Multifunctional polymeric platforms combining (bio)degradable and biocompatible, temperature and pH-sensitive entities hold great promise as nanocarriers for targeted drug and gene delivery, and tissue engineering. In this work, preparation and characterization of surfactant-free polyester nanoparticles (NPs) from biobased polyesters poly(butylene sebacate) (PBSE) and poly(butylene sebacate-co-butylene dilinoleate)s (PBSE/PBDL) using nanoprecipitation is reported.
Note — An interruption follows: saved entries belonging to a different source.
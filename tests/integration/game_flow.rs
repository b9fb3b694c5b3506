//! Whole-game flows through `GameService` on the in-memory store.

use rust_decimal::Decimal;
use rust_decimal_macros::dec;

use market_game::error::GameError;
use market_game::storage::EntityStore;
use market_game::types::MarketUpdate;

use crate::harness::{baguette_market, expected_profit, market_with_traders, memory_service};

#[tokio::test]
async fn test_classroom_round() {
    let game = memory_service();
    let (market, traders) = market_with_traders(&game, baguette_market(15), &["eva", "bo"]).await;
    let id = &market.market_id;

    game.submit_trade(id, traders[0].id, 0, dec!(10), 5).await.unwrap();
    assert!(game.is_ready(traders[0].id).await.unwrap());
    assert!(!game.is_ready(traders[1].id).await.unwrap());

    let report = game.advance_round(id, Some(0)).await.unwrap();
    assert_eq!(report.avg_price, dec!(5.00));
    assert_eq!(report.stat.round, 0);

    let eva = &report.outcomes[0];
    assert_eq!((eva.demand, eva.units_sold), (3, 3));
    assert_eq!(eva.profit, dec!(-10));
    assert_eq!(eva.balance_after, dec!(4990));

    let bo = &report.outcomes[1];
    assert_eq!((bo.demand, bo.units_sold), (178, 0));
    assert_eq!(bo.balance_after, dec!(5000));

    let bo_trades = game.store().trades_for_trader(traders[1].id, 0).await.unwrap();
    assert!(bo_trades[0].was_forced);
    assert!(!game.is_ready(traders[0].id).await.unwrap());
}

#[tokio::test]
async fn test_multi_round_simulation() {
    let game = memory_service();
    let names = ["eva", "bo", "cy", "dee"];
    let (market, traders) = market_with_traders(&game, baguette_market(15), &names).await;
    let id = &market.market_id;

    let decisions: [[(Decimal, i64); 4]; 5] = [
        [(dec!(6.00), 30), (dec!(7.50), 20), (dec!(9.10), 10), (dec!(5.25), 40)],
        [(dec!(6.20), 25), (dec!(8.00), 15), (dec!(4.99), 60), (dec!(5.50), 35)],
        [(dec!(12.00), 5), (dec!(6.75), 22), (dec!(6.10), 28), (dec!(7.00), 18)],
        [(dec!(5.80), 33), (dec!(5.90), 31), (dec!(6.00), 29), (dec!(6.10), 27)],
        [(dec!(3.00), 80), (dec!(0.00), 0), (dec!(9.99), 3), (dec!(6.66), 21)],
    ];

    let mut balances = vec![dec!(5000.00); traders.len()];
    for (round, row) in decisions.iter().enumerate() {
        let round = round as i64;
        assert_eq!(game.current_round(id).await.unwrap(), round);

        // The last trader sits out every odd round and gets a forced trade.
        for (i, (price, amount)) in row.iter().enumerate() {
            if i == 3 && round % 2 == 1 {
                continue;
            }
            game.submit_trade(id, traders[i].id, round, *price, *amount)
                .await
                .unwrap();
        }

        let report = game.advance_round(id, Some(round)).await.unwrap();
        assert_eq!(report.num_trades, traders.len());
        assert_eq!(report.num_forced, usize::from(round % 2 == 1));

        let prices: Vec<Decimal> = row
            .iter()
            .enumerate()
            .map(|(i, (p, _))| if i == 3 && round % 2 == 1 { Decimal::ZERO } else { *p })
            .collect();
        let avg = prices.iter().copied().sum::<Decimal>() / Decimal::from(prices.len());

        for (i, trader) in traders.iter().enumerate() {
            let trade = &game.store().trades_for_trader(trader.id, round).await.unwrap()[0];
            let (price, amount) = (trade.price_or_zero(), trade.amount_or_zero());
            let profit = trade.profit.unwrap();

            assert_eq!(
                profit,
                expected_profit(&market, trader.prod_cost, price, amount, avg)
            );
            assert_eq!(
                profit,
                price * Decimal::from(trade.units_sold.unwrap())
                    - trader.prod_cost * Decimal::from(amount)
            );
            balances[i] += profit;
            assert_eq!(trade.balance_after, Some(balances[i]));
        }
    }

    for (trader, balance) in traders.iter().zip(&balances) {
        assert_eq!(game.store().get_trader(trader.id).await.unwrap().balance, *balance);
    }
    let history = game.round_history(id).await.unwrap();
    let rounds: Vec<i64> = history.iter().map(|s| s.round).collect();
    assert_eq!(rounds, vec![0, 1, 2, 3, 4]);
    assert_eq!(game.current_round(id).await.unwrap(), 5);
}

#[tokio::test]
async fn test_game_ends_after_max_rounds() {
    let game = memory_service();
    let (market, traders) = market_with_traders(&game, baguette_market(3), &["eva"]).await;
    let id = &market.market_id;

    for round in 0..3 {
        let report = game.advance_round(id, Some(round)).await.unwrap();
        assert_eq!(report.game_over, round == 2);
    }

    let stored = game.market(id).await.unwrap();
    assert!(stored.game_over);
    assert_eq!(stored.round, 3);

    assert!(matches!(
        game.advance_round(id, None).await,
        Err(GameError::GameOver(_))
    ));
    assert!(matches!(
        game.submit_trade(id, traders[0].id, 3, dec!(5), 5).await,
        Err(GameError::GameOver(_))
    ));
    assert!(matches!(
        game.join_market(id, "late", None).await,
        Err(GameError::GameOver(_))
    ));
}

#[tokio::test]
async fn test_endless_market_keeps_going() {
    let game = memory_service();
    let mut new = baguette_market(2);
    new.endless = true;
    let (market, _) = market_with_traders(&game, new, &["eva"]).await;

    for round in 0..5 {
        let report = game.advance_round(&market.market_id, Some(round)).await.unwrap();
        assert!(!report.game_over);
    }
    assert_eq!(game.current_round(&market.market_id).await.unwrap(), 5);
}

#[tokio::test]
async fn test_late_submission_for_settled_round() {
    let game = memory_service();
    let (market, traders) = market_with_traders(&game, baguette_market(15), &["eva", "bo"]).await;
    let id = &market.market_id;

    game.submit_trade(id, traders[0].id, 0, dec!(5), 5).await.unwrap();
    game.advance_round(id, Some(0)).await.unwrap();

    let late = game.submit_trade(id, traders[1].id, 0, dec!(5), 5).await;
    assert!(matches!(late, Err(GameError::Validation(_))));
    let forced = game.store().trades_for_trader(traders[1].id, 0).await.unwrap();
    assert_eq!(forced.len(), 1);
    assert!(forced[0].was_forced);
}

#[tokio::test]
async fn test_host_edit_applies_to_next_settlement() {
    let game = memory_service();
    let (market, traders) = market_with_traders(&game, baguette_market(15), &["eva"]).await;
    let id = &market.market_id;

    game.update_market(
        id,
        &MarketUpdate {
            alpha: Some(dec!(50)),
            beta: Some(dec!(1)),
            theta: Some(dec!(0)),
            ..Default::default()
        },
    )
    .await
    .unwrap();
    assert_eq!(game.current_round(id).await.unwrap(), 0);

    game.submit_trade(id, traders[0].id, 0, dec!(10), 100).await.unwrap();
    let report = game.advance_round(id, None).await.unwrap();
    // 50 - 1 * 10 + 0 = 40 units demanded
    assert_eq!(report.outcomes[0].demand, 40);
    assert_eq!(report.outcomes[0].units_sold, 40);
    assert_eq!(report.outcomes[0].profit, dec!(400) - dec!(800));
}

#[tokio::test]
async fn test_negative_units_sold_preserved() {
    let game = memory_service();
    let (market, traders) = market_with_traders(&game, baguette_market(15), &["eva", "bo"]).await;
    let id = &market.market_id;

    game.submit_trade(id, traders[0].id, 0, dec!(50), 10).await.unwrap();
    let report = game.advance_round(id, None).await.unwrap();

    let eva = &report.outcomes[0];
    assert!(eva.units_sold < 0);
    assert_eq!(
        eva.profit,
        dec!(50) * Decimal::from(eva.units_sold) - dec!(8) * dec!(10)
    );
}

#[tokio::test]
async fn test_owner_listing() {
    let game = memory_service();
    game.create_market(baguette_market(15)).await.unwrap();
    game.create_market(baguette_market(15)).await.unwrap();
    let mut anonymous = baguette_market(15);
    anonymous.created_by = None;
    game.create_market(anonymous).await.unwrap();

    let mine = game.markets_created_by("host@example.org").await.unwrap();
    assert_eq!(mine.len(), 2);
    assert!(mine.iter().all(|m| m.market_id.len() == 8));
}

#[tokio::test]
async fn test_out_of_range_round_is_rejected_cleanly() {
    let game = memory_service();
    let mut new = baguette_market(15);
    new.alpha = dec!(0);
    new.beta = dec!(900000000);
    new.theta = dec!(0);
    let (market, traders) = market_with_traders(&game, new, &["eva"]).await;
    let id = &market.market_id;

    game.submit_trade(id, traders[0].id, 0, dec!(9999999999.99), 5)
        .await
        .unwrap();
    let result = game.advance_round(id, Some(0)).await;
    assert!(matches!(result, Err(GameError::Overflow(_))));

    assert_eq!(game.current_round(id).await.unwrap(), 0);
    assert!(game.round_history(id).await.unwrap().is_empty());
    let eva = game.store().get_trader(traders[0].id).await.unwrap();
    assert_eq!(eva.balance, traders[0].balance);
}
This strategy leads to spherical nanosized particles with sizes narrowly distributed in a range of 30-200 nm which is appropriate for internalization by a variety of cells. The effect of molecular parameters and type of solvent used in the nanoprecipitation protocol on the size and shape of produced polyester nanocolloids and their in vitro degradation in PBS solution at 37 degrees C is elucidated by quasi-elastic light scattering (QELS), atomic force microscopy (AFM), transmission electron microscopy (TEM), and size-exclusion chromatography (SEC) techniques.
A dense cationic brush layer (approximate to 20 nm) of stimuli-responsive and biocompatible poly(2-dimethylaminoethyl methacrylate-co-acrylonitrile) is grafted on the surface of PBSE/PBDL NPs through grafting onto (arm first) coupling chemistry.